A Great Jewish Novelist’s Prescient Portrait of Europe on the Edge of the Abyss https://mosaicmagazine.com/picks/arts-culture/2016/01/a-great-jewish-novelists-prescient-portrait-of-europe-on-the-edge-of-the-abyss/

January 18, 2016 | Frederic Raphael
About the author:

The novels of Joseph Roth (1894–1939) capture with equal mastery the Galician shtetl, the aristocratic Austrian family, and war-torn Siberia. In addition to his many works of fiction, Roth produced a mass of journalistic writings, many of which have been newly translated into English by Michael Hoffman in a collection titled The Hotel Years. In his review, Frederic Raphael comments on Roth’s uncanny ability to see what was in store for Europe:

Roth was the first novelist to mention Adolf Hitler’s name in print, as far back as 1923. The view from the street, if not yet the gutter, allowed him to see it all coming. . . . [He possessed] a two-eyed vision of the collapse of what he called, in “Germany in Winter” (1923), “the regulating consciousness.” His realization that common decency was no longer a reliable social adhesive was first prompted by the sight, in the west end of Berlin, of

two high-school kids . . . arm in arm, like a pair of drunks, and singing:
“Down, down, down with the Jewish republic. Filthy Yids! Filthy Yids!”

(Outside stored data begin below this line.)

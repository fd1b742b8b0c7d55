//! Configuration for scans and the service process

use crate::error::{Error, Result};
use serde::{Deserialize, Serialize};
use std::path::{Path, PathBuf};
use std::time::Duration;

/// Hard ceiling on worker-pool size
pub const MAX_CONCURRENCY_CEILING: usize = 500;

/// Hard floor for the probe timeout
pub const MIN_TIMEOUT_FLOOR: f64 = 0.5;

/// Per-scan configuration
///
/// `timeout_s` and `initial_concurrency` seed the adaptive controller;
/// when `adaptive` is false they hold for the whole scan.
#[derive(Debug, Clone, PartialEq, Serialize, Deserialize)]
pub struct ScanConfig {
    /// Initial per-probe connect timeout, seconds
    pub timeout_s: f64,
    /// Worker pool size at scan start
    pub initial_concurrency: usize,
    /// Ceiling the controller may scale up to
    pub max_concurrency: usize,
    /// Floor the controller may scale the timeout down to, seconds
    pub min_timeout_s: f64,
    /// Run the active probe set instead of the port table alone
    pub enhanced_service_detection: bool,
    /// Let the controller retune concurrency and timeout mid-scan
    pub adaptive: bool,
    /// Skip the cache lookup (a completed scan still stores)
    pub force: bool,
}

impl Default for ScanConfig {
    fn default() -> Self {
        Self {
            timeout_s: 1.0,
            initial_concurrency: 50,
            max_concurrency: MAX_CONCURRENCY_CEILING,
            min_timeout_s: MIN_TIMEOUT_FLOOR,
            enhanced_service_detection: true,
            adaptive: true,
            force: false,
        }
    }
}

impl ScanConfig {
    /// Validate field ranges
    pub fn validate(&self) -> Result<()> {
        if !(self.timeout_s > 0.0) {
            return Err(Error::Config("timeout_s must be positive".to_string()));
        }
        if self.initial_concurrency == 0 {
            return Err(Error::Config(
                "initial_concurrency must be at least 1".to_string(),
            ));
        }
        if self.max_concurrency == 0 || self.max_concurrency > MAX_CONCURRENCY_CEILING {
            return Err(Error::Config(format!(
                "max_concurrency must be in 1..={}",
                MAX_CONCURRENCY_CEILING
            )));
        }
        if self.initial_concurrency > self.max_concurrency {
            return Err(Error::Config(
                "initial_concurrency cannot exceed max_concurrency".to_string(),
            ));
        }
        if !(self.min_timeout_s > 0.0) || self.min_timeout_s > self.timeout_s {
            return Err(Error::Config(
                "min_timeout_s must be positive and no larger than timeout_s".to_string(),
            ));
        }
        Ok(())
    }

    pub fn timeout(&self) -> Duration {
        Duration::from_secs_f64(self.timeout_s)
    }

    pub fn min_timeout(&self) -> Duration {
        Duration::from_secs_f64(self.min_timeout_s)
    }
}

/// Cache TTL policy, keyed by target classification
#[derive(Debug, Clone, PartialEq, Serialize, Deserialize)]
pub struct CacheConfig {
    /// TTL for loopback and private targets, seconds
    pub private_ttl_s: u64,
    /// TTL for public targets, seconds
    pub public_ttl_s: u64,
}

impl Default for CacheConfig {
    fn default() -> Self {
        Self {
            private_ttl_s: 6 * 3600,
            public_ttl_s: 3600,
        }
    }
}

/// Task queue tuning
#[derive(Debug, Clone, PartialEq, Serialize, Deserialize)]
pub struct QueueConfig {
    /// Delay before a failed scan is retried, seconds
    pub retry_backoff_s: u64,
    /// Retry budget before a task fails permanently
    pub max_retries: u32,
    /// How long finished task records stay pollable, seconds
    pub retention_s: u64,
}

impl Default for QueueConfig {
    fn default() -> Self {
        Self {
            retry_backoff_s: 60,
            max_retries: 3,
            retention_s: 3600,
        }
    }
}

/// Service process configuration, loadable from TOML
#[derive(Debug, Clone, PartialEq, Serialize, Deserialize)]
pub struct ServerConfig {
    /// Listen address, e.g. "127.0.0.1:8080"
    #[serde(default = "default_bind")]
    pub bind: String,
    /// SQLite database path; None keeps history in memory only
    #[serde(default)]
    pub database_path: Option<PathBuf>,
    #[serde(default)]
    pub scan: ScanConfig,
    #[serde(default)]
    pub cache: CacheConfig,
    #[serde(default)]
    pub queue: QueueConfig,
}

fn default_bind() -> String {
    "127.0.0.1:8080".to_string()
}

impl Default for ServerConfig {
    fn default() -> Self {
        Self {
            bind: default_bind(),
            database_path: None,
            scan: ScanConfig::default(),
            cache: CacheConfig::default(),
            queue: QueueConfig::default(),
        }
    }
}

impl ServerConfig {
    /// Load configuration from a TOML file
    pub fn load_from_file(path: &Path) -> Result<Self> {
        let contents = std::fs::read_to_string(path)
            .map_err(|e| Error::Config(format!("failed to read {:?}: {}", path, e)))?;
        Self::load_from_str(&contents)
    }

    /// Load configuration from a TOML string
    pub fn load_from_str(contents: &str) -> Result<Self> {
        let config: ServerConfig = toml::from_str(contents)?;
        config.validate()?;
        Ok(config)
    }

    pub fn validate(&self) -> Result<()> {
        if self.bind.is_empty() {
            return Err(Error::Config("bind address is empty".to_string()));
        }
        self.scan.validate()?;
        if self.queue.max_retries > 10 {
            return Err(Error::Config("max_retries cannot exceed 10".to_string()));
        }
        Ok(())
    }
}
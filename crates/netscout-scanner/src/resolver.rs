//! Target validation and resolution
//!
//! The only component permitted to perform DNS. Validation runs in a fixed
//! order: empty rejection, placeholder blocklist, IP-literal fast path,
//! then a bounded A-record lookup. The resolved address is classified to
//! drive cache TTLs and the pre-scan gate.

use netscout_core::{Error, Result, Target, TargetClass};
use std::net::IpAddr;
use std::sync::Arc;
use std::time::Duration;
use tokio::time::timeout;
use tracing::{debug, warn};

/// Wall-clock bound on a single DNS lookup
pub const DNS_TIMEOUT: Duration = Duration::from_secs(5);

/// Names rejected before any network activity
pub const PLACEHOLDER_HOSTS: &[&str] = &[
    "example.com",
    "example.org",
    "example.net",
    "test.com",
    "localhost",
    "placeholder.local",
    "demo.com",
    "sample.com",
];

/// Narrow DNS interface so tests and embedders can swap the resolver
///
/// Object-safe: the single lookup method returns a boxed future.
pub trait DnsResolver: Send + Sync {
    /// Resolve a hostname to its first A/AAAA record
    fn lookup<'a>(
        &'a self,
        host: &'a str,
    ) -> std::pin::Pin<Box<dyn std::future::Future<Output = Result<IpAddr>> + Send + 'a>>;
}

/// System resolver backed by `tokio::net::lookup_host`
#[derive(Debug, Clone, Default)]
pub struct SystemResolver;

impl DnsResolver for SystemResolver {
    fn lookup<'a>(
        &'a self,
        host: &'a str,
    ) -> std::pin::Pin<Box<dyn std::future::Future<Output = Result<IpAddr>> + Send + 'a>> {
        Box::pin(async move {
            // Port 0 satisfies the ToSocketAddrs contract; only the address
            // matters here.
            let mut addrs = tokio::net::lookup_host((host, 0))
                .await
                .map_err(|_| Error::Unresolvable(host.to_string()))?;
            addrs
                .next()
                .map(|sa| sa.ip())
                .ok_or_else(|| Error::Unresolvable(host.to_string()))
        })
    }
}

/// Validates raw target strings and resolves them to classified [`Target`]s
pub struct TargetResolver {
    dns: Arc<dyn DnsResolver>,
}

impl Default for TargetResolver {
    fn default() -> Self {
        Self::new(Arc::new(SystemResolver))
    }
}

impl TargetResolver {
    pub fn new(dns: Arc<dyn DnsResolver>) -> Self {
        Self { dns }
    }

    /// Validate and resolve a target host
    ///
    /// # Errors
    ///
    /// - [`Error::EmptyTarget`] for empty or whitespace input
    /// - [`Error::Placeholder`] for blocklisted names
    /// - [`Error::Unresolvable`] when DNS fails or exceeds its 5 s budget
    pub async fn resolve(&self, host: &str) -> Result<Target> {
        let trimmed = host.trim();
        if trimmed.is_empty() {
            return Err(Error::EmptyTarget);
        }

        let lowered = trimmed.to_ascii_lowercase();
        if PLACEHOLDER_HOSTS.contains(&lowered.as_str()) {
            warn!("rejecting placeholder target {:?}", trimmed);
            return Err(Error::Placeholder(trimmed.to_string()));
        }

        // IP literals skip DNS entirely
        let resolved_ip = if let Ok(ip) = trimmed.parse::<IpAddr>() {
            ip
        } else {
            match timeout(DNS_TIMEOUT, self.dns.lookup(trimmed)).await {
                Ok(Ok(ip)) => ip,
                Ok(Err(e)) => return Err(e),
                Err(_) => {
                    warn!("DNS lookup for {:?} exceeded {:?}", trimmed, DNS_TIMEOUT);
                    return Err(Error::Unresolvable(trimmed.to_string()));
                }
            }
        };

        let classification = TargetClass::of(resolved_ip);
        debug!(
            "resolved {:?} -> {} ({:?})",
            trimmed, resolved_ip, classification
        );

        Ok(Target {
            host: trimmed.to_string(),
            resolved_ip,
            classification,
        })
    }
}
//! TLS probe
//!
//! Completes a real handshake with certificate verification disabled --
//! this is reconnaissance, not trust establishment -- and records the
//! negotiated version, cipher suite, and a certificate summary. On web
//! ports the probe then issues a GET inside the channel and runs the same
//! response audit as the plaintext HTTP probe, reporting failures in the
//! observation's `error` field rather than discarding the handshake.

use super::http::{audit_http_response, request_for};
use super::Detection;
use netscout_core::TlsObservation;
use rustls::client::{ServerCertVerified, ServerCertVerifier};
use rustls::{Certificate, ClientConfig, ServerName};
use std::io;
use std::net::{IpAddr, SocketAddr};
use std::sync::Arc;
use std::time::{Duration, SystemTime};
use tokio::io::AsyncWriteExt;
use tokio::net::TcpStream;
use tokio::time::timeout;
use tokio_rustls::TlsConnector;
use x509_parser::prelude::*;

/// Accept any certificate chain; the scan records what it saw
struct AcceptAnyCert;

impl ServerCertVerifier for AcceptAnyCert {
    fn verify_server_cert(
        &self,
        _end_entity: &Certificate,
        _intermediates: &[Certificate],
        _server_name: &ServerName,
        _scts: &mut dyn Iterator<Item = &[u8]>,
        _ocsp_response: &[u8],
        _now: SystemTime,
    ) -> Result<ServerCertVerified, rustls::Error> {
        Ok(ServerCertVerified::assertion())
    }
}

fn connector() -> TlsConnector {
    let config = ClientConfig::builder()
        .with_safe_defaults()
        .with_custom_certificate_verifier(Arc::new(AcceptAnyCert))
        .with_no_client_auth();
    TlsConnector::from(Arc::new(config))
}

fn server_name(host: &str, ip: IpAddr) -> ServerName {
    ServerName::try_from(host).unwrap_or(ServerName::IpAddress(ip))
}

/// Summarize the leaf certificate: subject CN, issuer CN, expiry
fn cert_summary(der: &[u8]) -> (Option<String>, Option<String>, Option<String>) {
    let Ok((_rem, cert)) = parse_x509_certificate(der) else {
        return (None, None, None);
    };
    let subject = cert
        .subject()
        .iter_common_name()
        .next()
        .and_then(|cn| cn.as_str().ok())
        .map(|s| s.to_string());
    let issuer = cert
        .issuer()
        .iter_common_name()
        .next()
        .and_then(|cn| cn.as_str().ok())
        .map(|s| s.to_string());
    let not_after = cert.validity().not_after.to_rfc2822().ok();
    (subject, issuer, not_after)
}

fn version_name(version: rustls::ProtocolVersion) -> String {
    match version {
        rustls::ProtocolVersion::TLSv1_2 => "TLSv1.2".to_string(),
        rustls::ProtocolVersion::TLSv1_3 => "TLSv1.3".to_string(),
        other => format!("{:?}", other),
    }
}

/// TLS handshake probe, with an in-channel HTTP GET on success
pub(crate) async fn probe_tls(
    ip: IpAddr,
    port: u16,
    host: &str,
    limit: Duration,
) -> io::Result<Option<Detection>> {
    let tcp = timeout(limit, TcpStream::connect(SocketAddr::new(ip, port)))
        .await
        .map_err(|_| io::Error::new(io::ErrorKind::TimedOut, "connect timeout"))??;

    let handshake = timeout(limit, connector().connect(server_name(host, ip), tcp)).await;

    let mut stream = match handshake {
        Ok(Ok(stream)) => stream,
        // The peer speaks TCP but not TLS: no match, let other probes run
        Ok(Err(_)) | Err(_) => return Ok(None),
    };

    let mut observation = TlsObservation {
        version: None,
        cipher: None,
        cert_subject: None,
        cert_issuer: None,
        cert_not_after: None,
        error: None,
    };

    {
        let (_, connection) = stream.get_ref();
        observation.version = connection.protocol_version().map(version_name);
        observation.cipher = connection
            .negotiated_cipher_suite()
            .map(|suite| format!("{:?}", suite.suite()));
        if let Some(certs) = connection.peer_certificates() {
            if let Some(leaf) = certs.first() {
                let (subject, issuer, not_after) = cert_summary(&leaf.0);
                observation.cert_subject = subject;
                observation.cert_issuer = issuer;
                observation.cert_not_after = not_after;
            }
        }
    }

    let mut detection = Detection::new("https", 0.95);

    // GET inside the channel for the security audit
    let request = request_for(host);
    let http = match stream.write_all(request.as_bytes()).await {
        Ok(()) => {
            let raw = super::http::read_response(&mut stream, limit).await;
            if raw.starts_with(b"HTTP/") {
                let audited = audit_http_response(&raw, true);
                if let Some(server) = super::http::header_value(
                    &String::from_utf8_lossy(&raw),
                    "server",
                ) {
                    detection.version = Some(server);
                }
                detection.banner = Some(summary_banner(&observation));
                Some(audited)
            } else {
                Some(netscout_core::HttpObservation {
                    status_code: None,
                    http_version: None,
                    security_score: 0,
                    security_headers: Default::default(),
                    csp_warnings: Vec::new(),
                    cors_warnings: Vec::new(),
                    directory_listing: false,
                    forms_over_http: false,
                    error: Some("no HTTP response inside TLS channel".to_string()),
                })
            }
        }
        Err(e) => {
            observation.error = Some(format!("write inside TLS channel failed: {}", e));
            None
        }
    };

    if detection.banner.is_none() {
        detection.banner = Some(summary_banner(&observation));
    }
    detection.tls = Some(observation);
    detection.http = http;
    Ok(Some(detection))
}

/// Human-readable banner line built from the handshake observation
fn summary_banner(observation: &TlsObservation) -> Vec<u8> {
    let mut parts = Vec::new();
    if let Some(version) = &observation.version {
        parts.push(version.clone());
    }
    if let Some(subject) = &observation.cert_subject {
        parts.push(format!("subject_cn={}", subject));
    }
    if let Some(issuer) = &observation.cert_issuer {
        parts.push(format!("issuer_cn={}", issuer));
    }
    if let Some(not_after) = &observation.cert_not_after {
        parts.push(format!("not_after={}", not_after));
    }
    format!("TLS: {}", parts.join(", ")).into_bytes()
}

#[cfg(test)]
mod tests {
    use super::*;

    #[test]
    fn test_server_name_falls_back_to_ip() {
        let ip: IpAddr = "10.0.0.1".parse().unwrap();
        // A bare IP string is not a DNS name; the fallback kicks in
        match server_name("10.0.0.1", ip) {
            ServerName::IpAddress(addr) => assert_eq!(addr, ip),
            other => panic!("expected IP server name, got {:?}", other),
        }
    }

    #[test]
    fn test_server_name_accepts_hostnames() {
        let ip: IpAddr = "10.0.0.1".parse().unwrap();
        assert!(matches!(
            server_name("scan-target.internal", ip),
            ServerName::DnsName(_)
        ));
    }

    #[test]
    fn test_version_names() {
        assert_eq!(version_name(rustls::ProtocolVersion::TLSv1_2), "TLSv1.2");
        assert_eq!(version_name(rustls::ProtocolVersion::TLSv1_3), "TLSv1.3");
    }

    #[test]
    fn test_cert_summary_garbage_is_none() {
        let (subject, issuer, not_after) = cert_summary(b"not a certificate");
        assert!(subject.is_none());
        assert!(issuer.is_none());
        assert!(not_after.is_none());
    }

    #[tokio::test]
    async fn test_probe_against_plain_tcp_is_no_match() {
        // A listener that immediately closes never completes a handshake
        let listener = tokio::net::TcpListener::bind("127.0.0.1:0").await.unwrap();
        let port = listener.local_addr().unwrap().port();
        tokio::spawn(async move {
            loop {
                let _ = listener.accept().await;
            }
        });

        let outcome = probe_tls(
            "127.0.0.1".parse().unwrap(),
            port,
            "127.0.0.1",
            Duration::from_millis(300),
        )
        .await
        .unwrap();
        assert!(outcome.is_none());
    }
}
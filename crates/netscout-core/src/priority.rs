//! Port priority tiers
//!
//! The scheduler partitions a port set into four tiers and scans them in
//! strict order, so the ports most likely to matter are reported first.
//! Membership is immutable static data compiled into the binary.

use crate::types::PortSet;
use serde::{Deserialize, Serialize};
use std::fmt;

/// Ports scanned first: remote access, web, and primary databases
pub const CRITICAL_PORTS: &[u16] = &[21, 22, 23, 25, 80, 443, 3306, 3389, 5432, 8080, 8443];

/// Common infrastructure and alternate application ports
pub const HIGH_PORTS: &[u16] = &[20, 53, 110, 143, 445, 1433, 1521, 3000, 5000, 8000, 27017];

/// Less common but security-relevant services
pub const MEDIUM_PORTS: &[u16] = &[135, 139, 389, 636, 1723, 2049, 5900, 6379, 9200, 11211];

/// Scheduling tier of a port
#[derive(Debug, Clone, Copy, PartialEq, Eq, PartialOrd, Ord, Hash, Serialize, Deserialize)]
#[serde(rename_all = "lowercase")]
pub enum PortPriority {
    Critical,
    High,
    Medium,
    Low,
}

/// Tiers in scheduling order
pub const TIER_ORDER: [PortPriority; 4] = [
    PortPriority::Critical,
    PortPriority::High,
    PortPriority::Medium,
    PortPriority::Low,
];

impl PortPriority {
    /// Look up the tier of a port; anything unlisted is `Low`
    pub fn of(port: u16) -> Self {
        if CRITICAL_PORTS.contains(&port) {
            PortPriority::Critical
        } else if HIGH_PORTS.contains(&port) {
            PortPriority::High
        } else if MEDIUM_PORTS.contains(&port) {
            PortPriority::Medium
        } else {
            PortPriority::Low
        }
    }

    /// Position in the scheduling order, 0 = first
    pub fn rank(&self) -> usize {
        match self {
            PortPriority::Critical => 0,
            PortPriority::High => 1,
            PortPriority::Medium => 2,
            PortPriority::Low => 3,
        }
    }

    pub fn as_str(&self) -> &'static str {
        match self {
            PortPriority::Critical => "critical",
            PortPriority::High => "high",
            PortPriority::Medium => "medium",
            PortPriority::Low => "low",
        }
    }
}

impl fmt::Display for PortPriority {
    fn fmt(&self, f: &mut fmt::Formatter<'_>) -> fmt::Result {
        write!(f, "{}", self.as_str())
    }
}

/// Partition a port set into the four tiers, preserving set order within
/// each tier. Empty tiers are included so callers can iterate `TIER_ORDER`
/// uniformly.
pub fn partition_ports(ports: &PortSet) -> [(PortPriority, Vec<u16>); 4] {
    let mut tiers: [(PortPriority, Vec<u16>); 4] = [
        (PortPriority::Critical, Vec::new()),
        (PortPriority::High, Vec::new()),
        (PortPriority::Medium, Vec::new()),
        (PortPriority::Low, Vec::new()),
    ];
    for port in ports.iter() {
        tiers[PortPriority::of(port).rank()].1.push(port);
    }
    tiers
}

And passersby got out of their way. No one stopped to slap their faces. Not out of political indignation. But because in any other country the irritation of a kid bothering the street with his half-baked politics would have provoked someone to a pedagogic measure. In Germany the convictions of high-school boys are respected. That’s how law-abiding people are in Berlin.

The piece, like many of those collected in The Hotel Years, appeared in the Frankfurter-Zeitung. Ten years later, its editorial board sang from the same hymn sheet as the wanton students. In the interim, Roth’s reportage, even on mundane occasions, carried the menace of the writing on the wall.